* DIRECTIONS FOR THIS TASK
Output each record exactly. Leave none out.

::: RECORDS FOR THIS TASK

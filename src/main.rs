#![allow(missing_docs)]

use anyhow::{Context, Result};
use clap::{CommandFactory, Parser};
use concordia::{
    app_config::AppConfig,
    artifacts::{GitArtifactProvider, GitCli},
    cli::{self, Cli},
    config::{reader, writer, Config, LaunchState},
    gate::{LaunchCoordinator, LaunchRequest, Launcher, LifecycleGate},
    model::{AggregatedEntry, EntryKey, ServerLaunch},
    AggregationEngine, CollectionRegistry, ConcordiaError,
};
use regex::Regex;
use std::path::Path;
use tracing::{debug, info, Level};
use tracing_subscriber::{fmt, prelude::*, EnvFilter};

fn main() -> Result<()> {
    let cli = Cli::parse();

    let app_config = AppConfig::load().context("Failed to load app configuration")?;
    initialize_tracing(cli.debug, cli.trace, app_config.as_ref());
    log_config_status(app_config.as_ref())?;

    let Some(command) = cli.command else {
        Cli::command().print_help().context("failed to print top-level help")?;
        println!();
        return Ok(());
    };

    match command {
        cli::Commands::Resolve(args) => run_resolve(&args, app_config.as_ref()),
        cli::Commands::Plan(args) => run_plan(args, app_config.as_ref()),
        cli::Commands::Artifacts(args) => run_artifacts(&args),
    }
}

/// Initialize tracing: flags win over the configured level, which wins over WARN
fn initialize_tracing(debug: bool, trace: bool, app_config: Option<&AppConfig>) {
    let log_level = if trace {
        Level::TRACE
    } else if debug {
        Level::DEBUG
    } else {
        app_config.and_then(|c| c.log_level).map_or(Level::WARN, Level::from)
    };

    tracing_subscriber::registry()
        .with(fmt::layer().with_writer(std::io::stderr))
        .with(EnvFilter::builder().with_default_directive(log_level.into()).from_env_lossy())
        .init();
}

fn log_config_status(app_config: Option<&AppConfig>) -> Result<()> {
    if let Some(config) = app_config {
        debug!("Loaded app configuration from: {}", AppConfig::config_path()?.display());
        debug!("{} consent record(s) configured", config.consent.len());
    } else {
        debug!("No app configuration file found at: {}", AppConfig::config_path()?.display());
    }
    Ok(())
}

/// Registers the manifest's collections and runs the engine once
fn load_servers(manifest_path: &Path) -> Result<(Vec<AggregatedEntry>, Vec<String>)> {
    debug!("Reading collections manifest from {}", manifest_path.display());
    let manifest = reader::read_collections_manifest(manifest_path)
        .with_context(|| format!("Failed to load {}", manifest_path.display()))?;

    let mut registry = CollectionRegistry::new();
    let mut engine = AggregationEngine::attach(&mut registry);
    manifest.register_into(&mut registry).context("Invalid collections manifest")?;

    engine.pump(&mut registry);

    let pending = registry.pending_discovery().into_iter().map(str::to_string).collect();
    let servers = engine.servers().to_vec();
    engine.detach(&mut registry);

    Ok((servers, pending))
}

fn transport_label(launch: &ServerLaunch) -> String {
    match launch {
        ServerLaunch::Stdio(stdio) => {
            let mut parts = vec![stdio.command.clone()];
            parts.extend(stdio.args.iter().cloned());
            format!("stdio  {}", parts.join(" "))
        },
        ServerLaunch::Http(http) => format!("http   {}", http.uri),
    }
}

fn run_resolve(args: &cli::ResolveArgs, app_config: Option<&AppConfig>) -> Result<()> {
    let config = Config::resolve(args.collections.clone(), None, app_config)?;
    let (mut servers, pending) = load_servers(&config.collections_path)?;

    if let Some(pattern) = &args.filter {
        let filter = Regex::new(pattern)
            .with_context(|| format!("Invalid --filter pattern '{pattern}'"))?;
        servers.retain(|entry| filter.is_match(&entry.definition.id));
    }

    if args.json {
        println!("{}", serde_json::to_string_pretty(&servers)?);
        return Ok(());
    }

    if servers.is_empty() {
        println!("No servers resolved");
    } else {
        println!("Resolved {} server(s):", servers.len());
        for entry in &servers {
            println!(
                "  [{:>2}] {}  {}",
                entry.priority_rank,
                entry.key(),
                transport_label(&entry.definition.launch)
            );
        }
    }

    if !pending.is_empty() {
        println!();
        println!("Still discovering: {}", pending.join(", "));
    }

    Ok(())
}

/// Accepts every launch; `plan` only records what would run
#[derive(Debug, Default)]
struct RecordingLauncher {
    launched: Vec<EntryKey>,
    stopped: Vec<EntryKey>,
}

impl Launcher for RecordingLauncher {
    fn launch(&mut self, request: &LaunchRequest) -> Result<(), ConcordiaError> {
        self.launched.push(request.key.clone());
        Ok(())
    }

    fn stop(&mut self, key: &EntryKey) {
        self.stopped.push(key.clone());
    }
}

fn run_plan(args: cli::PlanArgs, app_config: Option<&AppConfig>) -> Result<()> {
    let config = Config::resolve(args.collections, args.state, app_config)?;
    let (servers, _) = load_servers(&config.collections_path)?;

    let state = reader::read_launch_state(&config.state_path)
        .with_context(|| format!("Failed to load {}", config.state_path.display()))?;

    let consent = app_config.map(AppConfig::consent_store).unwrap_or_default();
    let mut coordinator =
        LaunchCoordinator::new(LifecycleGate::new(consent)).with_running(state.to_running());

    for (key, decision) in coordinator.plan(&servers) {
        println!("  {key}: {decision}");
    }

    if !args.write_state {
        return Ok(());
    }

    let mut launcher = RecordingLauncher::default();
    let report = coordinator.reconcile(&servers, &mut launcher);
    info!(
        "Recorded {} launch(es), {} stop(s)",
        launcher.launched.len(),
        launcher.stopped.len()
    );

    if args.backup && config.state_exists() {
        if let Some(backup) = writer::backup_file(&config.state_path)? {
            println!("Backup created: {}", backup.display());
        }
    }

    writer::write_launch_state(&config.state_path, &LaunchState::from_running(coordinator.running()))
        .with_context(|| format!("Failed to write {}", config.state_path.display()))?;

    println!(
        "Launch state updated: {} launched, {} stopped",
        report.launched.len(),
        report.stopped.len()
    );
    Ok(())
}

fn run_artifacts(args: &cli::ArtifactsArgs) -> Result<()> {
    let provider = GitArtifactProvider::new(GitCli::new(&args.repo));

    let Some(group) = &args.group else {
        for group in provider.groups() {
            println!("  {:<10} {}", group.id, group.name);
        }
        return Ok(());
    };

    let artifacts = provider
        .provide_artifacts(group)
        .with_context(|| format!("Failed to list {group} in {}", args.repo.display()))?;

    for artifact in artifacts {
        match artifact.description {
            Some(description) => println!("  {:<32} {}  ({})", artifact.id, artifact.name, description),
            None => println!("  {:<32} {}", artifact.id, artifact.name),
        }
    }

    Ok(())
}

::::::

* ANSWER TO THIS EXERCISE
filename src/main.rs
#![allow(missing_docs)]

use anyhow::{Context, Result};
use clap::{CommandFactory, Parser};
use concordia::{
    app_config::AppConfig,
    artifacts::{GitArtifactProvider, GitCli},
    cli::{self, Cli},
    config::{reader, writer, Config, LaunchState},
    gate::{LaunchCoordinator, LaunchRequest, Launcher, LifecycleGate},
    model::{AggregatedEntry, EntryKey, ServerLaunch},
    AggregationEngine, CollectionRegistry, ConcordiaError,
};
use regex::Regex;
use std::path::Path;
use tracing::{debug, info, Level};
use tracing_subscriber::{fmt, prelude::*, EnvFilter};

fn main() -> Result<()> {
    let cli = Cli::parse();

    let app_config = AppConfig::load().context("Failed to load app configuration")?;
    initialize_tracing(cli.debug, cli.trace, app_config.as_ref());
    log_config_status(app_config.as_ref())?;

    let Some(command) = cli.command else {
        Cli::command().print_help().context("failed to print top-level help")?;
        println!();
        return Ok(());
    };

    match command {
        cli::Commands::Resolve(args) => run_resolve(&args, app_config.as_ref()),
        cli::Commands::Plan(args) => run_plan(args, app_config.as_ref()),
        cli::Commands::Artifacts(args) => run_artifacts(&args),
    }
}

/// Initialize tracing: flags win over the configured level, which wins over WARN
fn initialize_tracing(debug: bool, trace: bool, app_config: Option<&AppConfig>) {
    let log_level = if trace {
        Level::TRACE
    } else if debug {
        Level::DEBUG
    } else {
        app_config.and_then(|c| c.log_level).map_or(Level::WARN, Level::from)
    };

    tracing_subscriber::registry()
        .with(fmt::layer().with_writer(std::io::stderr))
        .with(EnvFilter::builder().with_default_directive(log_level.into()).from_env_lossy())
        .init();
}

fn log_config_status(app_config: Option<&AppConfig>) -> Result<()> {
    if let Some(config) = app_config {
        debug!("Loaded app configuration from: {}", AppConfig::config_path()?.display());
        debug!("{} consent record(s) configured", config.consent.len());
    } else {
        debug!("No app configuration file found at: {}", AppConfig::config_path()?.display());
    }
    Ok(())
}

/// Registers the manifest's collections and runs the engine once
fn load_servers(manifest_path: &Path) -> Result<(Vec<AggregatedEntry>, Vec<String>)> {
    debug!("Reading collections manifest from {}", manifest_path.display());
    let manifest = reader::read_collections_manifest(manifest_path)
        .with_context(|| format!("Failed to load {}", manifest_path.display()))?;

    let mut registry = CollectionRegistry::new();
    let mut engine = AggregationEngine::attach(&mut registry);
    manifest.register_into(&mut registry).context("Invalid collections manifest")?;

    engine.pump(&mut registry);

    let pending = registry.pending_discovery().into_iter().map(str::to_string).collect();
    let servers = engine.servers().to_vec();
    engine.detach(&mut registry);

    Ok((servers, pending))
}

fn transport_label(launch: &ServerLaunch) -> String {
    match launch {
        ServerLaunch::Stdio(stdio) => {
            let mut parts = vec![stdio.command.clone()];
            parts.extend(stdio.args.iter().cloned());
            format!("stdio  {}", parts.join(" "))
        },
        ServerLaunch::Http(http) => format!("http   {}", http.uri),
    }
}

fn run_resolve(args: &cli::ResolveArgs, app_config: Option<&AppConfig>) -> Result<()> {
    let config = Config::resolve(args.collections.clone(), None, app_config)?;
    let (mut servers, pending) = load_servers(&config.collections_path)?;

    if let Some(pattern) = &args.filter {
        let filter = Regex::new(pattern)
            .with_context(|| format!("Invalid --filter pattern '{pattern}'"))?;
        servers.retain(|entry| filter.is_match(&entry.definition.id));
    }

    if args.json {
        println!("{}", serde_json::to_string_pretty(&servers)?);
        return Ok(());
    }

    if servers.is_empty() {
        println!("No servers resolved");
    } else {
        println!("Resolved {} server(s):", servers.len());
        for entry in &servers {
            println!(
                "  [{:>2}] {}  {}",
                entry.priority_rank,
                entry.key(),
                transport_label(&entry.definition.launch)
            );
        }
    }

    if !pending.is_empty() {
        println!();
        println!("Still discovering: {}", pending.join(", "));
    }

    Ok(())
}

/// Accepts every launch; `plan` only records what would run
#[derive(Debug, Default)]
struct RecordingLauncher {
    launched: Vec<EntryKey>,
    stopped: Vec<EntryKey>,
}

impl Launcher for RecordingLauncher {
    fn launch(&mut self, request: &LaunchRequest) -> Result<(), ConcordiaError> {
        self.launched.push(request.key.clone());
        Ok(())
    }

    fn stop(&mut self, key: &EntryKey) {
        self.stopped.push(key.clone());
    }
}

fn run_plan(args: cli::PlanArgs, app_config: Option<&AppConfig>) -> Result<()> {
    let config = Config::resolve(args.collections, args.state, app_config)?;
    let (servers, _) = load_servers(&config.collections_path)?;

    let state = reader::read_launch_state(&config.state_path)
        .with_context(|| format!("Failed to load {}", config.state_path.display()))?;

    let consent = app_config.map(AppConfig::consent_store).unwrap_or_default();
    let mut coordinator =
        LaunchCoordinator::new(LifecycleGate::new(consent)).with_running(state.to_running());

    for (key, decision) in coordinator.plan(&servers) {
        println!("  {key}: {decision}");
    }

    if !args.write_state {
        return Ok(());
    }

    let mut launcher = RecordingLauncher::default();
    let report = coordinator.reconcile(&servers, &mut launcher);
    info!(
        "Recorded {} launch(es), {} stop(s)",
        launcher.launched.len(),
        launcher.stopped.len()
    );

    if args.backup && config.state_exists() {
        if let Some(backup) = writer::backup_file(&config.state_path)? {
            println!("Backup created: {}", backup.display());
        }
    }

    writer::write_launch_state(&config.state_path, &LaunchState::from_running(coordinator.running()))
        .with_context(|| format!("Failed to write {}", config.state_path.display()))?;

    println!(
        "Launch state updated: {} launched, {} stopped",
        report.launched.len(),
        report.stopped.len()
    );
    Ok(())
}

fn run_artifacts(args: &cli::ArtifactsArgs) -> Result<()> {
    let provider = GitArtifactProvider::new(GitCli::new(&args.repo));

    let Some(group) = &args.group else {
        for group in provider.groups() {
            println!("  {:<10} {}", group.id, group.name);
        }
        return Ok(());
    };

    let artifacts = provider
        .provide_artifacts(group)
        .with_context(|| format!("Failed to list {group} in {}", args.repo.display()))?;

    for artifact in artifacts {
        match artifact.description {
            Some(description) => println!("  {:<32} {}  ({})", artifact.id, artifact.name, description),
            None => println!("  {:<32} {}", artifact.id, artifact.name),
        }
    }

    Ok(())
}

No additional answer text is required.